Fortunately, as Providence Journal reporter Patrick Anderson points out, the is no resulting tsunami from the geological under-water event, according to.tsunami.gov.
Matthew Cappucci, Meteorologist with the Washington Post, reports the earthquake is the strongest in generations, observing data going back to the early 1970s.
The tremor was felt in Boston and as far west as Hartford and New Haven in Connecticut. In Cranston, the quake shook buildings, where windows and floors vibrated for long seconds. Social media reports from Coventry detailed some people were briefly convinced a large truck had passed their home before the shaking lingered without passing. The quake was also felt in Warwick.

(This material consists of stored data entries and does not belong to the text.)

//! services/client/src/app/documents.rs
//!
//! Per-project document state: the list with upload/processing status, the
//! name filter, and the add/remove/embedding operations. The per-file upload
//! pipeline itself lives in `upload_task`.

use crate::app::state::AppState;
use crate::app::upload_task::upload_process;
use crate::error::ClientError;
use bytes::Bytes;
use docuchat_core::domain::{Document, DocumentStatus, Identity};
use std::sync::Arc;
use tokio::sync::Mutex;
use tracing::{error, warn};
use uuid::Uuid;

/// A file handed over by the view layer for upload.
#[derive(Debug, Clone)]
pub struct FileUpload {
    pub name: String,
    pub media_type: String,
    pub bytes: Bytes,
}

pub(crate) struct DocumentsState {
    pub project_id: Option<Uuid>,
    pub documents: Vec<Document>,
    pub filter: String,
}

/// Controls the document list of the currently selected project.
pub struct DocumentController {
    state: Arc<AppState>,
    identity: Identity,
    inner: Arc<Mutex<DocumentsState>>,
}

impl DocumentController {
    pub fn new(state: Arc<AppState>, identity: Identity) -> Arc<Self> {
        Arc::new(Self {
            state,
            identity,
            inner: Arc::new(Mutex::new(DocumentsState {
                project_id: None,
                documents: Vec::new(),
                filter: String::new(),
            })),
        })
    }

    /// Loads the document list for a project, newest first. `None` means no
    /// project is selected: the list is cleared and no fetch is performed,
    /// so the view can render its distinct empty state.
    pub async fn load(&self, project_id: Option<Uuid>) -> Result<(), ClientError> {
        let Some(project_id) = project_id else {
            let mut inner = self.inner.lock().await;
            inner.project_id = None;
            inner.documents.clear();
            return Ok(());
        };

        let documents = match self.state.db.list_documents(project_id).await {
            Ok(documents) => documents,
            Err(e) => {
                error!("Error fetching documents: {:?}", e);
                self.state.notify_error("Failed to fetch documents");
                return Err(e.into());
            }
        };

        let mut inner = self.inner.lock().await;
        inner.project_id = Some(project_id);
        inner.documents = documents;
        Ok(())
    }

    pub async fn documents(&self) -> Vec<Document> {
        self.inner.lock().await.documents.clone()
    }

    /// Case-insensitive substring filter on document names, applied to the
    /// in-memory list only.
    pub async fn set_filter(&self, term: &str) {
        self.inner.lock().await.filter = term.to_string();
    }

    pub async fn filtered(&self) -> Vec<Document> {
        let inner = self.inner.lock().await;
        filter_documents(&inner.documents, &inner.filter)
    }

    /// Starts one independent upload worker per file. Workers do not block on
    /// each other; each failure removes its own provisional record and emits
    /// a notice naming the file.
    pub async fn add_files(self: &Arc<Self>, files: Vec<FileUpload>) -> Result<(), ClientError> {
        let project_id = self
            .inner
            .lock()
            .await
            .project_id
            .ok_or_else(|| ClientError::Validation("No project selected".to_string()))?;

        for file in files {
            let state = self.state.clone();
            let documents = self.inner.clone();
            let controller = Arc::clone(self);
            tokio::spawn(async move {
                match upload_process(state.clone(), documents, project_id, file).await {
                    Ok(document) => {
                        // Placeholder for the external processing pipeline:
                        // when enabled, the document is marked ready after a
                        // configured delay. A real deployment calls
                        // `complete_processing` from its completion signal.
                        if state.config.simulate_processing {
                            tokio::time::sleep(state.config.processing_delay).await;
                            if let Err(e) = controller.complete_processing(document.id).await {
                                warn!(
                                    "Failed to finish processing document {}: {:?}",
                                    document.id, e
                                );
                            }
                        }
                    }
                    Err(e) => error!("Upload worker failed: {:?}", e),
                }
            });
        }
        Ok(())
    }

    /// The external pipeline's completion signal: the document's processing
    /// finished and it is now ready for chat. The durable status is advanced
    /// first; the local view only follows a successful persist.
    pub async fn complete_processing(&self, id: Uuid) -> Result<(), ClientError> {
        if let Err(e) = self
            .state
            .db
            .update_document_status(id, DocumentStatus::Ready)
            .await
        {
            error!("Error updating document status: {:?}", e);
            self.state.notify_error("Failed to update document status");
            return Err(e.into());
        }

        let name = {
            let mut inner = self.inner.lock().await;
            inner.documents.iter_mut().find(|d| d.id == id).map(|d| {
                d.status = DocumentStatus::Ready;
                d.name.clone()
            })
        };
        if let Some(name) = name {
            self.state.notify_info(format!("{} is ready for chat.", name));
        }
        Ok(())
    }

    /// Deletes a document record, then makes a best-effort attempt to drop
    /// its stored bytes, then removes it from the local list.
    pub async fn remove(&self, id: Uuid) -> Result<(), ClientError> {
        let storage_path = {
            let inner = self.inner.lock().await;
            inner
                .documents
                .iter()
                .find(|d| d.id == id)
                .and_then(|d| d.storage_path.clone())
        };

        if let Err(e) = self.state.db.delete_document(id).await {
            error!("Error deleting document: {:?}", e);
            self.state.notify_error("Failed to delete document");
            return Err(e.into());
        }

        if let Some(path) = storage_path {
            if let Err(e) = self.state.storage.remove(&[path]).await {
                warn!("Failed to remove stored bytes for document {}: {:?}", id, e);
            }
        }

        self.inner.lock().await.documents.retain(|d| d.id != id);
        Ok(())
    }

    /// Submits every ready document to the remote embedding endpoint. Fails
    /// locally, with no network call, when nothing is ready. Statuses are
    /// never touched here.
    pub async fn request_embedding(&self) -> Result<(), ClientError> {
        let (project_id, ready) = {
            let inner = self.inner.lock().await;
            let project_id = inner
                .project_id
                .ok_or_else(|| ClientError::Validation("No project selected".to_string()))?;
            let ready: Vec<Document> = inner
                .documents
                .iter()
                .filter(|d| d.status == DocumentStatus::Ready)
                .cloned()
                .collect();
            (project_id, ready)
        };

        if ready.is_empty() {
            return Err(ClientError::NoReadyDocuments);
        }

        match self
            .state
            .embedding
            .embed_documents(project_id, self.identity.id, &ready)
            .await
        {
            Ok(()) => {
                self.state
                    .notify_info("Documents submitted for processing");
                Ok(())
            }
            Err(e) => {
                error!("Error requesting embedding: {:?}", e);
                self.state.notify_error("Failed to submit documents");
                Err(e.into())
            }
        }
    }
}

fn filter_documents(documents: &[Document], term: &str) -> Vec<Document> {
    let needle = term.to_lowercase();
    documents
        .iter()
        .filter(|d| d.name.to_lowercase().contains(&needle))
        .cloned()
        .collect()
}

According to the Norfolk, VA emergency preparedness page on earthquakes, “a magnitude 4.0 eastern U.S. earthquake typically can be felt at many places as far as 60 miles from where it occurred, and it infrequently causes damage near its source. A magnitude 5.5 eastern U.S. earthquake usually can be felt as far as 300 miles from where it occurred, and sometimes causes damage out to 25 miles.”